:: Task objective ::
Copy each line from the entries that the word "resolve" appears in.

:: Source data ::
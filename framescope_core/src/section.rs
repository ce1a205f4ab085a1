// Copyright 2026 the Framescope Authors
// SPDX-License-Identifier: Apache-2.0 OR MIT

//! Sections, section groups, and the group registry.
//!
//! Hosts describe each instrumented span with a [`SectionInfo`] and pass it
//! to [`EventRecorder::enter_section`](crate::recorder::EventRecorder::enter_section)
//! and [`leave_section`](crate::recorder::EventRecorder::leave_section).
//!
//! Hosts that number their categories can register them once in
//! [`SectionGroups`] and resolve name and color per event. Unknown ids
//! resolve to [`SectionGroup::DEFAULT`].

use crate::record::GroupName;

/// Description of a section occurrence.
#[derive(Clone, Copy, Debug, PartialEq, Eq)]
pub struct SectionInfo<'a> {
    /// Group name. Truncated to 15 bytes when recorded.
    pub group_name: &'a str,
    /// Section name. Truncated to 31 bytes when recorded.
    pub name: &'a str,
    /// Identifier of the thread the section runs on.
    pub thread_id: u64,
    /// Packed RGBA color.
    pub color: u32,
}

impl<'a> SectionInfo<'a> {
    /// Describes a section of `group` on the given thread, taking the group's
    /// name and color.
    #[must_use]
    pub fn in_group(group: &'a SectionGroup, name: &'a str, thread_id: u64) -> Self {
        Self {
            group_name: group.name.as_str(),
            name,
            thread_id,
            color: group.color,
        }
    }
}

/// Name and color shared by a group of sections.
#[derive(Clone, Copy, Debug, PartialEq, Eq)]
pub struct SectionGroup {
    /// Group name.
    pub name: GroupName,
    /// Packed RGBA color.
    pub color: u32,
}

impl SectionGroup {
    /// Color given to sections without a registered group.
    pub const DEFAULT_COLOR: u32 = 0x002d_89ef;

    /// Group used for unregistered ids.
    pub const DEFAULT: Self = Self {
        name: GroupName::EMPTY,
        color: Self::DEFAULT_COLOR,
    };

    /// Creates a group, truncating `name` to the group name field.
    #[must_use]
    pub fn new(name: &str, color: u32) -> Self {
        Self {
            name: GroupName::new(name),
            color,
        }
    }
}

impl Default for SectionGroup {
    fn default() -> Self {
        Self::DEFAULT
    }
}

/// Maximum number of groups a [`SectionGroups`] registry holds.
pub const MAX_SECTION_GROUPS: usize = 64;

/// Fixed-capacity registry of section groups, indexed in registration order.
#[derive(Clone, Debug)]
pub struct SectionGroups {
    groups: [SectionGroup; MAX_SECTION_GROUPS],
    len: usize,
}

impl SectionGroups {
    /// Creates an empty registry.
    #[must_use]
    pub const fn new() -> Self {
        Self {
            groups: [SectionGroup::DEFAULT; MAX_SECTION_GROUPS],
            len: 0,
        }
    }

    /// Registers a group under the next id.
    ///
    /// Returns the id, or `None` if the registry is full.
    pub fn add(&mut self, group: SectionGroup) -> Option<u32> {
        let slot = self.groups.get_mut(self.len)?;
        *slot = group;
        let id = u32::try_from(self.len).ok()?;
        self.len += 1;
        Some(id)
    }

    /// Returns the group registered under `id`, or [`SectionGroup::DEFAULT`].
    #[must_use]
    pub fn get_or_default(&self, id: u32) -> SectionGroup {
        usize::try_from(id)
            .ok()
            .filter(|&i| i < self.len)
            .map_or(SectionGroup::DEFAULT, |i| self.groups[i])
    }

    /// Number of registered groups.
    #[must_use]
    pub const fn len(&self) -> usize {
        self.len
    }

    /// Whether no group has been registered.
    #[must_use]
    pub const fn is_empty(&self) -> bool {
        self.len == 0
    }
}

impl Default for SectionGroups {
    fn default() -> Self {
        Self::new()
    }
}
// Copyright 2026 the Framescope Authors
// SPDX-License-Identifier: Apache-2.0 OR MIT

//! Development diagnostics for framescope sessions.
//!
//! This crate provides [`FrameSink`](framescope_core::sink::FrameSink)
//! implementations for looking at captured frames during development:
//!
//! - [`pretty::PrettyPrintSink`]: one human-readable line per frame, and
//!   optionally per event with section nesting shown by indentation.

pub mod pretty;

:: Answer box ::
//! [`SectionGroups`] and resolve name and color per event. Unknown ids
//! resolve to [`SectionGroup::DEFAULT`].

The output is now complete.